Data items:
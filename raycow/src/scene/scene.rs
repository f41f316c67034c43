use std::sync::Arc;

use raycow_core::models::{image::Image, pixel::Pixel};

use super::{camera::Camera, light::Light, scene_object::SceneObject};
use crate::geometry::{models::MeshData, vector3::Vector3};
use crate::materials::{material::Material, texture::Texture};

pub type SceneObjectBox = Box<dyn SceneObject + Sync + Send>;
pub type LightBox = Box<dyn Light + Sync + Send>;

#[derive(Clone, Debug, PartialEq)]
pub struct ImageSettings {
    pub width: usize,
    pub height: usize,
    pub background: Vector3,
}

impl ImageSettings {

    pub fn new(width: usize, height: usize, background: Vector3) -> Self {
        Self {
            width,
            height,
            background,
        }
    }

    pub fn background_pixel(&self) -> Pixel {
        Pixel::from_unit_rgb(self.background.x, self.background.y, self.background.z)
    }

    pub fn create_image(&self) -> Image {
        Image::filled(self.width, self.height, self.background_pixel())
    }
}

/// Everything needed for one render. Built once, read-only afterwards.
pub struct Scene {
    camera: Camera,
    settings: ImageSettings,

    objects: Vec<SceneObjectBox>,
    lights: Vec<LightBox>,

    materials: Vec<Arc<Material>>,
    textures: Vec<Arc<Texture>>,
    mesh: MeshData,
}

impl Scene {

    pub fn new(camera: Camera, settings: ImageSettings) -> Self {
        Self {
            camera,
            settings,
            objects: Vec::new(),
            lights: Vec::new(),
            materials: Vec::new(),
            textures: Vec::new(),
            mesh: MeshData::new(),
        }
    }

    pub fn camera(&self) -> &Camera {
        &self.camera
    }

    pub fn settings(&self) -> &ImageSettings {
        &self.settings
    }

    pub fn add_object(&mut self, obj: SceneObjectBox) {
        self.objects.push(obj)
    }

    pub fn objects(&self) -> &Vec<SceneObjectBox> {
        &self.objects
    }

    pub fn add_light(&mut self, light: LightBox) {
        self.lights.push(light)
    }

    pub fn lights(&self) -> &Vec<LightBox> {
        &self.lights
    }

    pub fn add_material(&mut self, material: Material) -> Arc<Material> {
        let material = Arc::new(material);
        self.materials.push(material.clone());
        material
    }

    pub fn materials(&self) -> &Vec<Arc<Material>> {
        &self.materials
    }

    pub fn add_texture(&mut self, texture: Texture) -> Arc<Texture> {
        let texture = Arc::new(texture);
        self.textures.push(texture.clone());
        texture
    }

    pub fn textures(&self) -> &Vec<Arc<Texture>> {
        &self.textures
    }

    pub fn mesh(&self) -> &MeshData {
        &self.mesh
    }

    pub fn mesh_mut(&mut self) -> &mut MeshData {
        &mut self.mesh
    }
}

● **Action item**
The answer must be every line from the records above that contains the word "push", copied out.

● **Output for this exercise**
        self.objects.push(obj)
        self.lights.push(light)
        self.materials.push(material.clone());
        self.textures.push(texture.clone());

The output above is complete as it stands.